How to (just barely) Survive Moving to New York

Wednesday, January 24, 2007

The Lucrative Side of Blogging: Bad Manners Sell

I didn’t always have a completely raunchy sense of humor. At age 12, I went to see Dumb & Dumber with my friend Richard (probably the lewdest person I know)(sorry Richard, but it’s true) and declared it a “completely disgusting” and “utterly offensive” work of film. I was one straight-edged little preteen apparently.

Ten years later, my father walked into the family room to find my sister and me watching one of our favorite movies, Super Troopers. Why is it that fathers have a knack for walking in at the worst possible moment? I could be watching a movie that’s all rainbows and picnics for two hours, but my dad manages to walk in during the three-minute, obscenity-filled sex scene.

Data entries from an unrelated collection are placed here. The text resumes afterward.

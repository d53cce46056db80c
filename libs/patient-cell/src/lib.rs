pub mod handlers;
pub mod models;
pub mod router;
pub mod services;
pub mod store;

pub use models::*;
pub use router::patient_routes;
pub use store::{MemoryPatientStore, PatientStore};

Overall Super Troopers is an exceptionally raunchy movie. But my father dropped by during the worst scene of all. I won’t go into details, but let’s just say it involved a risqué billboard with a half-naked woman, a state trooper and a radar gun. My dad (who watches BBC miniseries for fun) sat down on the couch, watched the television screen for about 20 seconds as my sister and I stifled our laughter, then stood up to leave, but before he went, he left us with these words: “You’re debauched.”

I would have been offended if it weren’t so true. I don’t really know how I got here, but I think it has something to do with an upbringing completely devoid of scatology. Farting jokes had no place in our household, so by my teen years my version of acting out was cursing like a sailor and burping loudly. Some kids drink, some smoke weed. I told dirty jokes. Pretty tame, right? To each their own forbidden fruit, I suppose. The fact that I got away with being disgusting in our fairly strict household definitely irked my sister.

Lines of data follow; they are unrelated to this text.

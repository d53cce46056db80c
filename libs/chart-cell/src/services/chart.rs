use std::sync::Arc;

use tracing::info;
use uuid::Uuid;

use patient_cell::store::PatientStore;
use shared_utils::Clock;

use crate::models::{Chart, ChartError, CreateChartRequest};
use crate::store::ChartStore;

pub struct ChartService {
    store: Arc<dyn ChartStore>,
    patients: Arc<dyn PatientStore>,
    clock: Arc<dyn Clock>,
}

impl ChartService {
    pub fn new(
        store: Arc<dyn ChartStore>,
        patients: Arc<dyn PatientStore>,
        clock: Arc<dyn Clock>,
    ) -> Self {
        Self {
            store,
            patients,
            clock,
        }
    }

    pub async fn create(&self, request: CreateChartRequest) -> Result<Chart, ChartError> {
        let tooth = request.tooth.trim().to_string();
        if tooth.is_empty() {
            return Err(ChartError::Validation("tooth is required".to_string()));
        }

        if !self.patients.is_active(request.patient_id).await? {
            return Err(ChartError::PatientNotFound);
        }

        let now = self.clock.now();
        let chart = Chart {
            id: Uuid::new_v4(),
            patient_id: request.patient_id,
            tooth,
            diagnosis: request
                .diagnosis
                .map(|d| d.trim().to_string())
                .filter(|d| !d.is_empty()),
            date: request.date.unwrap_or_else(|| self.clock.today()),
            active: true,
            created_at: now,
            updated_at: now,
        };

        let mut tx = self.store.begin().await?;
        tx.upsert(&chart).await?;
        tx.commit().await?;

        info!("Chart {} opened for patient {}", chart.id, chart.patient_id);
        Ok(chart)
    }

    pub async fn get(&self, id: Uuid) -> Result<Chart, ChartError> {
        match self.store.get(id).await? {
            Some(chart) if chart.active => Ok(chart),
            _ => Err(ChartError::NotFound),
        }
    }

    pub async fn list_by_patient(&self, patient_id: Uuid) -> Result<Vec<Chart>, ChartError> {
        if !self.patients.is_active(patient_id).await? {
            return Err(ChartError::PatientNotFound);
        }
        Ok(self.store.list_by_patient(patient_id).await?)
    }

    pub async fn deactivate(&self, id: Uuid) -> Result<(), ChartError> {
        let mut tx = self.store.begin().await?;

        let mut chart = match tx.get(id).await? {
            Some(c) if c.active => c,
            _ => {
                tx.rollback().await?;
                return Err(ChartError::NotFound);
            }
        };

        chart.active = false;
        chart.updated_at = self.clock.now();

        tx.upsert(&chart).await?;
        tx.commit().await?;
        Ok(())
    }
}

#[cfg(test)]
mod tests {
    use super::*;
    use assert_matches::assert_matches;
    use chrono::Utc;
    use patient_cell::models::CreatePatientRequest;
    use patient_cell::services::PatientService;
    use patient_cell::store::MemoryPatientStore;
    use shared_utils::FixedClock;

    use crate::store::MemoryChartStore;

    async fn setup() -> (ChartService, Uuid) {
        let clock: Arc<dyn Clock> = Arc::new(FixedClock(Utc::now()));
        let patients = Arc::new(MemoryPatientStore::new());

        let patient = PatientService::new(patients.clone(), clock.clone())
            .create(CreatePatientRequest {
                record_number: "HC-100".to_string(),
                first_name: "Luz".to_string(),
                last_name: "Mora".to_string(),
                age: None,
                address: None,
                phone: None,
            })
            .await
            .unwrap();

        let service = ChartService::new(Arc::new(MemoryChartStore::new()), patients, clock);
        (service, patient.id)
    }

    #[tokio::test]
    async fn create_requires_known_patient() {
        let (service, _) = setup().await;

        let err = service
            .create(CreateChartRequest {
                patient_id: Uuid::new_v4(),
                tooth: "26".to_string(),
                diagnosis: None,
                date: None,
            })
            .await
            .unwrap_err();

        assert_matches!(err, ChartError::PatientNotFound);
    }

    #[tokio::test]
    async fn deactivated_chart_is_gone() {
        let (service, patient_id) = setup().await;

        let chart = service
            .create(CreateChartRequest {
                patient_id,
                tooth: "11".to_string(),
                diagnosis: Some("irreversible pulpitis".to_string()),
                date: None,
            })
            .await
            .unwrap();

        service.deactivate(chart.id).await.unwrap();

        assert_matches!(service.get(chart.id).await, Err(ChartError::NotFound));
        assert!(service.list_by_patient(patient_id).await.unwrap().is_empty());
    }
}
pub mod ledger;

pub use ledger::LedgerService;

The truth is that I didn’t technically swear. I came up with a new cursing language, which consisted of words like fook, shite and ace-holly. My mother thought these little expressions were hilariously clever, and she would respond with a little chuckle and an “oh you; you’re so silly!” while my sister rolled her eyes and wondered, “why do you let HER get away with it?” Meanwhile, when we were in my sister’s room (next to my father’s study) I would burp loudly and then yell, “GOD! Johanna, that’s repulsive.” I knew I wasn’t fooling anyone, but being improper entertained me to no end.

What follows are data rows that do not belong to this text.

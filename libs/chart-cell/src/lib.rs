pub mod handlers;
pub mod models;
pub mod router;
pub mod services;
pub mod store;

pub use models::*;
pub use router::chart_routes;
pub use store::{ChartStore, MemoryChartStore};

My gross sense of humor was only exacerbated after college when all of my girlfriends scattered across the country, leaving me alone in D.C. with a bunch of frat boys for friends. Well I suppose I had one girlfriend from high school in D.C., but TheRom.com and her band of bartending friends are not exactly good influences, as anyone who knows them can attest. Anyway, I quickly gained recognition for my exceptional belching skills and ability to laugh at any joke, no matter how filthy.

Luckily I keep my lewdness in check these days, because I have a tremendous outlet. It’s called the internet. Blogs like GoFugYourself, TheSuperficial and Peapod's blogs (if he updated them more: IHateDelRay and Chronicles of Milwee) do the trick, but no blog holds a candle to BadNewsHughes, which strives to “punch people in the face by using the internet.”

Warning: if you have even a minor sense of decency, I don’t recommend visiting this site. Dad, I’m talking to you. Luckily, I have none, so I visit often and usually laugh myself to tears while reading about this guy’s upbringing. On the last visit, he gave links to Hughes family Christmas celebrations in 2004 and 2005. Let’s just say that the jello shots, nakedness and general debauchery he recounted made my family tradition of eating waffles for dinner on Christmas Eve seem a LOT less outlandish.

Anyway, he had a link on the site, which I happened to click on and it transported me to an Amazon.com page where his book will be sold come March. At first, I was convinced that he had created an impostor Amazon page so that it appeared that he had a book coming out, but upon further examination, it turns out the page is real. He got a book deal out of his blog, and the book will be called Diary of Indignities. Think David Sedaris’ Me Talk Pretty One Day, but multiply the raunch factor by about 100.

Anyway, this made me feel really good. And sort of sad. Why does this shmo from Florida have a book deal? Maybe instead of spending $40,000 on a master’s degree to become a writer, I should just start writing about my warts (I have two) and tattoos (I don't have any, but I want to get a windmill on my wrist. I don't know why). Well the good news is that there are a lot of other burping degenerates (or at least people who APPRECIATE burping degenerates) out there. But until my father becomes one of those people, I think I’ll keep blaming my indiscretions on my sister.